* Task description *
Identify all lines of the data containing the string "push" and copy them.

[Dataset entries]
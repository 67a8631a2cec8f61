//! The per-connection session and its transaction protocol.
//!
//! Each side keeps a full copy of the context. A transaction runs against
//! the latest snapshot, and the resulting [`OutgoingContextUpdate`] is sent
//! to the peer over a dedicated Single call. The peer applies it only if
//! every expected revision still matches; otherwise the transaction is
//! retried from a fresh snapshot.
//!
//! When both sides change the same key at once each sees the other's
//! update while its own is in flight. The accepting side keeps its own
//! write and rejects the peer's; the connecting side yields.

use std::collections::BTreeSet;
use std::fmt;
use std::future::Future;
use std::sync::Arc;

use arc_swap::ArcSwap;
use parking_lot::{Mutex, RwLock};
use serde::de::DeserializeOwned;
use tether_rpc::{NodeRole, RpcTransport, SerializationFormat, SingleCallDescription};
use tokio::sync::{Mutex as AsyncMutex, watch};
use tracing::{debug, instrument, warn};

use crate::config::SessionConfig;
use crate::context::Context;
use crate::error::{Result, SessionError};
use crate::key::Key;
use crate::mutator::{Mutator, OutgoingContextUpdate, UpdateOutcome};
use crate::plugin::{ModificationOrigin, SessionPlugin};

/// Service carrying context updates between peers.
pub const SESSION_SERVICE: &str = "tether.session";

pub(crate) fn update_call() -> SingleCallDescription<OutgoingContextUpdate, UpdateOutcome> {
    SingleCallDescription::new(SESSION_SERVICE, "update")
}

tokio::task_local! {
    static CURRENT: Session;
}

struct Inner {
    role: NodeRole,
    format: SerializationFormat,
    config: SessionConfig,
    plugins: Vec<Arc<dyn SessionPlugin>>,
    snapshot: ArcSwap<Context>,
    /// Serializes local transactions.
    writer: AsyncMutex<()>,
    /// Keys of the local update in flight. Snapshot stores happen under
    /// this lock.
    pending: Mutex<BTreeSet<String>>,
    in_flight: watch::Sender<bool>,
    transport: RwLock<Option<RpcTransport>>,
}

/// Replicated key-value state shared with the peer of one connection.
///
/// Cheap to clone; every clone is the same session.
#[derive(Clone)]
pub struct Session {
    inner: Arc<Inner>,
}

impl Session {
    pub(crate) fn new(
        role: NodeRole,
        format: SerializationFormat,
        config: SessionConfig,
        plugins: Vec<Arc<dyn SessionPlugin>>,
        transport: Option<RpcTransport>,
    ) -> Self {
        let (in_flight, _) = watch::channel(false);
        Self {
            inner: Arc::new(Inner {
                role,
                format,
                config,
                plugins,
                snapshot: ArcSwap::from_pointee(Context::new()),
                writer: AsyncMutex::new(()),
                pending: Mutex::new(BTreeSet::new()),
                in_flight,
                transport: RwLock::new(transport),
            }),
        }
    }

    /// The session of the connection whose incoming call is running, if
    /// any. Set for the duration of a handler's future; streams it returns
    /// are polled outside of it.
    #[must_use]
    pub fn current() -> Option<Self> {
        CURRENT.try_with(Clone::clone).ok()
    }

    /// Which end of the connection this session is on.
    #[must_use]
    pub fn role(&self) -> NodeRole {
        self.inner.role
    }

    /// The last committed snapshot.
    #[must_use]
    pub fn snapshot(&self) -> Arc<Context> {
        self.inner.snapshot.load_full()
    }

    /// Read `key` from the last committed snapshot.
    ///
    /// # Errors
    ///
    /// Returns [`SessionError::Codec`] if the stored value is not a `V`.
    pub fn get<V: DeserializeOwned>(&self, key: &Key<V>) -> Result<Option<V>> {
        self.inner.snapshot.load().get(key)
    }

    /// Whether the session can still reach its peer.
    #[must_use]
    pub fn is_connected(&self) -> bool {
        self.inner.transport.read().is_some()
    }

    /// Whether a local update is waiting for the peer.
    #[must_use]
    pub fn is_pending(&self) -> bool {
        *self.inner.in_flight.borrow()
    }

    /// Wait until no local update is in flight.
    pub async fn settled(&self) {
        let mut in_flight = self.inner.in_flight.subscribe();
        let _ = in_flight.wait_for(|busy| !*busy).await;
    }

    /// Run `body` against the current context and commit its changes on
    /// both sides.
    ///
    /// `body` runs again on a fresh snapshot whenever the peer rejects the
    /// update, so it should only read and write through the [`Mutator`].
    /// Transactions on one session run one at a time.
    ///
    /// # Errors
    ///
    /// Whatever `body` returns, [`SessionError::ConflictRetriesExhausted`]
    /// once the configured number of consecutive conflicts is reached,
    /// [`SessionError::Closed`] if the connection is gone, or
    /// [`SessionError::Rpc`] if the update could not be delivered.
    #[instrument(skip_all, fields(role = %self.inner.role))]
    pub async fn transaction<R, F>(&self, mut body: F) -> Result<R>
    where
        F: FnMut(&mut Mutator<'_>) -> Result<R>,
    {
        let _writer = self.inner.writer.lock().await;
        let mut conflicts = 0;

        loop {
            let base = self.inner.snapshot.load_full();
            let mut mutator = Mutator::new(&base, self.inner.format);
            let result = body(&mut mutator)?;
            let update = mutator.into_update();
            if update.is_empty() {
                return Ok(result);
            }

            let keys = match self.commit(update).await? {
                UpdateOutcome::Accepted => return Ok(result),
                UpdateOutcome::Conflict { keys } => keys,
            };

            conflicts += 1;
            if conflicts >= self.inner.config.max_conflict_retries {
                warn!("Giving up after {conflicts} conflicts on {keys:?}");
                return Err(SessionError::ConflictRetriesExhausted {
                    attempts: conflicts,
                    keys,
                });
            }
            debug!("Update conflicted on {keys:?}, retry {conflicts}");
            tokio::time::sleep(self.inner.config.conflict_backoff).await;
        }
    }

    async fn commit(&self, update: OutgoingContextUpdate) -> Result<UpdateOutcome> {
        let transport = self
            .inner
            .transport
            .read()
            .clone()
            .ok_or(SessionError::Closed)?;
        let keys = update.keys();

        let guard = {
            let mut pending = self.inner.pending.lock();
            let stale = self.inner.snapshot.load().stale_keys(&update);
            if !stale.is_empty() {
                return Ok(UpdateOutcome::Conflict { keys: stale });
            }
            pending.clone_from(&keys);
            self.inner.in_flight.send_replace(true);
            PendingGuard { inner: &self.inner }
        };

        let outcome = transport.single_call(&update_call(), update.clone()).await;
        let accepted = matches!(outcome, Ok(UpdateOutcome::Accepted));
        if accepted {
            // Peer updates to these keys were refused while ours was in
            // flight, so applying on top of the current snapshot is safe.
            let mut pending = self.inner.pending.lock();
            let next = self.inner.snapshot.load().apply(&update);
            self.inner.snapshot.store(Arc::new(next));
            pending.clear();
        }
        drop(guard);

        if accepted {
            debug!("Committed {} keys", keys.len());
            self.notify(&keys, ModificationOrigin::Local);
        }
        outcome.map_err(SessionError::from)
    }

    /// Apply an update the peer sent.
    pub(crate) fn apply_remote(&self, update: &OutgoingContextUpdate) -> UpdateOutcome {
        let keys = update.keys();
        {
            let pending = self.inner.pending.lock();
            let current = self.inner.snapshot.load();
            let mut conflicts = current.stale_keys(update);
            if conflicts.is_empty() && self.inner.role == NodeRole::Server {
                conflicts = keys.intersection(&pending).cloned().collect();
            }
            if !conflicts.is_empty() {
                debug!("Rejecting peer update on {conflicts:?}");
                return UpdateOutcome::Conflict { keys: conflicts };
            }
            self.inner.snapshot.store(Arc::new(current.apply(update)));
        }

        debug!("Applied peer update of {} keys", keys.len());
        self.notify(&keys, ModificationOrigin::Remote);
        UpdateOutcome::Accepted
    }

    /// Forget the peer and empty the context.
    pub(crate) fn clear(&self) {
        self.inner.transport.write().take();
        {
            let mut pending = self.inner.pending.lock();
            pending.clear();
            self.inner.snapshot.store(Arc::new(Context::new()));
        }
        self.inner.in_flight.send_replace(false);

        for plugin in &self.inner.plugins {
            plugin.on_cleared(self);
        }
        debug!("Session cleared");
    }

    /// Run `future` with this session as [`Session::current`].
    pub(crate) fn scope<F: Future>(&self, future: F) -> impl Future<Output = F::Output> {
        CURRENT.scope(self.clone(), future)
    }

    fn notify(&self, keys: &BTreeSet<String>, origin: ModificationOrigin) {
        for plugin in &self.inner.plugins {
            plugin.on_modified(self, keys, origin);
        }
    }
}

impl fmt::Debug for Session {
    fn fmt(&self, f: &mut fmt::Formatter<'_>) -> fmt::Result {
        f.debug_struct("Session")
            .field("role", &self.inner.role)
            .field("entries", &self.inner.snapshot.load().len())
            .field("pending", &self.is_pending())
            .field("connected", &self.is_connected())
            .finish_non_exhaustive()
    }
}

/// Marks the local update as settled when the commit ends, however it ends.
struct PendingGuard<'a> {
    inner: &'a Inner,
}

impl Drop for PendingGuard<'_> {
    fn drop(&mut self) {
        self.inner.pending.lock().clear();
        self.inner.in_flight.send_replace(false);
    }
}

#[cfg(test)]
mod tests {
    use super::*;
    use crate::key::Revision;
    use crate::mutator::Modification;
    use parking_lot::Mutex as SyncMutex;

    const COLOR: Key<String> = Key::new("color");

    fn session(role: NodeRole) -> Session {
        Session::new(
            role,
            SerializationFormat::CBOR,
            SessionConfig::default(),
            Vec::new(),
            None,
        )
    }

    fn set(old: u64, value: &str) -> OutgoingContextUpdate {
        let mut update = OutgoingContextUpdate::default();
        update.modifications.insert(
            "color".to_string(),
            Modification::Set {
                old_revision: Revision::new(old),
                new_revision: Revision::new(old + 1),
                new_value: SerializationFormat::CBOR.encode(value).unwrap(),
            },
        );
        update
    }

    #[test]
    fn test_peer_updates_advance_revisions() {
        let session = session(NodeRole::Client);

        assert_eq!(session.apply_remote(&set(0, "red")), UpdateOutcome::Accepted);
        assert_eq!(session.apply_remote(&set(1, "blue")), UpdateOutcome::Accepted);
        assert_eq!(session.get(&COLOR).unwrap().as_deref(), Some("blue"));
        assert_eq!(session.snapshot().revision("color"), Revision::new(2));
    }

    #[test]
    fn test_stale_peer_update_is_rejected() {
        let session = session(NodeRole::Server);
        session.apply_remote(&set(0, "red"));
        session.apply_remote(&set(1, "blue"));

        assert_eq!(
            session.apply_remote(&set(1, "green")),
            UpdateOutcome::Conflict {
                keys: vec!["color".to_string()]
            }
        );
        assert_eq!(session.get(&COLOR).unwrap().as_deref(), Some("blue"));
    }

    #[test]
    fn test_stale_update_after_remove_is_rejected() {
        let session = session(NodeRole::Client);
        let mut remove = OutgoingContextUpdate::default();
        remove.modifications.insert(
            "color".to_string(),
            Modification::Remove {
                old_revision: Revision::new(1),
            },
        );

        assert_eq!(session.apply_remote(&set(0, "red")), UpdateOutcome::Accepted);
        assert_eq!(session.apply_remote(&remove), UpdateOutcome::Accepted);
        assert_eq!(session.snapshot().revision("color"), Revision::new(2));

        // Based on a snapshot from before the key ever existed.
        assert!(matches!(
            session.apply_remote(&set(0, "blue")),
            UpdateOutcome::Conflict { .. }
        ));
        assert_eq!(session.apply_remote(&set(2, "blue")), UpdateOutcome::Accepted);
        assert_eq!(session.snapshot().revision("color"), Revision::new(3));

        // Based on the value that was removed.
        assert_eq!(
            session.apply_remote(&set(1, "green")),
            UpdateOutcome::Conflict {
                keys: vec!["color".to_string()]
            }
        );
        assert_eq!(session.get(&COLOR).unwrap().as_deref(), Some("blue"));
    }

    #[test]
    fn test_overlap_with_pending_update_depends_on_role() {
        for (role, expected_accept) in [(NodeRole::Server, false), (NodeRole::Client, true)] {
            let session = session(role);
            session.inner.pending.lock().insert("color".to_string());

            let outcome = session.apply_remote(&set(0, "red"));
            assert_eq!(outcome == UpdateOutcome::Accepted, expected_accept, "{role}");
        }
    }

    #[tokio::test]
    async fn test_transaction_without_peer_fails_closed() {
        let session = session(NodeRole::Client);
        let result = session
            .transaction(|m| m.set(&COLOR, &"red".to_string()))
            .await;

        assert!(matches!(result, Err(SessionError::Closed)));
        assert!(session.snapshot().is_empty());
        assert!(!session.is_pending());
    }

    #[tokio::test]
    async fn test_read_only_transaction_needs_no_peer() {
        let session = session(NodeRole::Client);
        session.apply_remote(&set(0, "red"));

        let color = session.transaction(|m| m.get(&COLOR)).await.unwrap();
        assert_eq!(color.as_deref(), Some("red"));
    }

    struct Recorder(SyncMutex<Vec<String>>);

    impl SessionPlugin for Recorder {
        fn on_modified(
            &self,
            _session: &Session,
            keys: &BTreeSet<String>,
            origin: ModificationOrigin,
        ) {
            self.0.lock().push(format!("{origin:?} {keys:?}"));
        }

        fn on_cleared(&self, _session: &Session) {
            self.0.lock().push("cleared".to_string());
        }
    }

    #[test]
    fn test_clear_empties_and_notifies() {
        let recorder = Arc::new(Recorder(SyncMutex::new(Vec::new())));
        let session = Session::new(
            NodeRole::Client,
            SerializationFormat::CBOR,
            SessionConfig::default(),
            vec![Arc::clone(&recorder) as Arc<dyn SessionPlugin>],
            None,
        );

        session.apply_remote(&set(0, "red"));
        session.clear();

        assert!(session.snapshot().is_empty());
        assert_eq!(
            *recorder.0.lock(),
            vec!["Remote {\"color\"}".to_string(), "cleared".to_string()]
        );
    }

    #[tokio::test]
    async fn test_current_is_bound_inside_scope() {
        assert!(Session::current().is_none());

        let session = session(NodeRole::Server);
        let role = session
            .scope(async { Session::current().map(|s| s.role()) })
            .await;
        assert_eq!(role, Some(NodeRole::Server));
    }
}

* Your response *
            self.0.lock().push(format!("{origin:?} {keys:?}"));
            self.0.lock().push("cleared".to_string());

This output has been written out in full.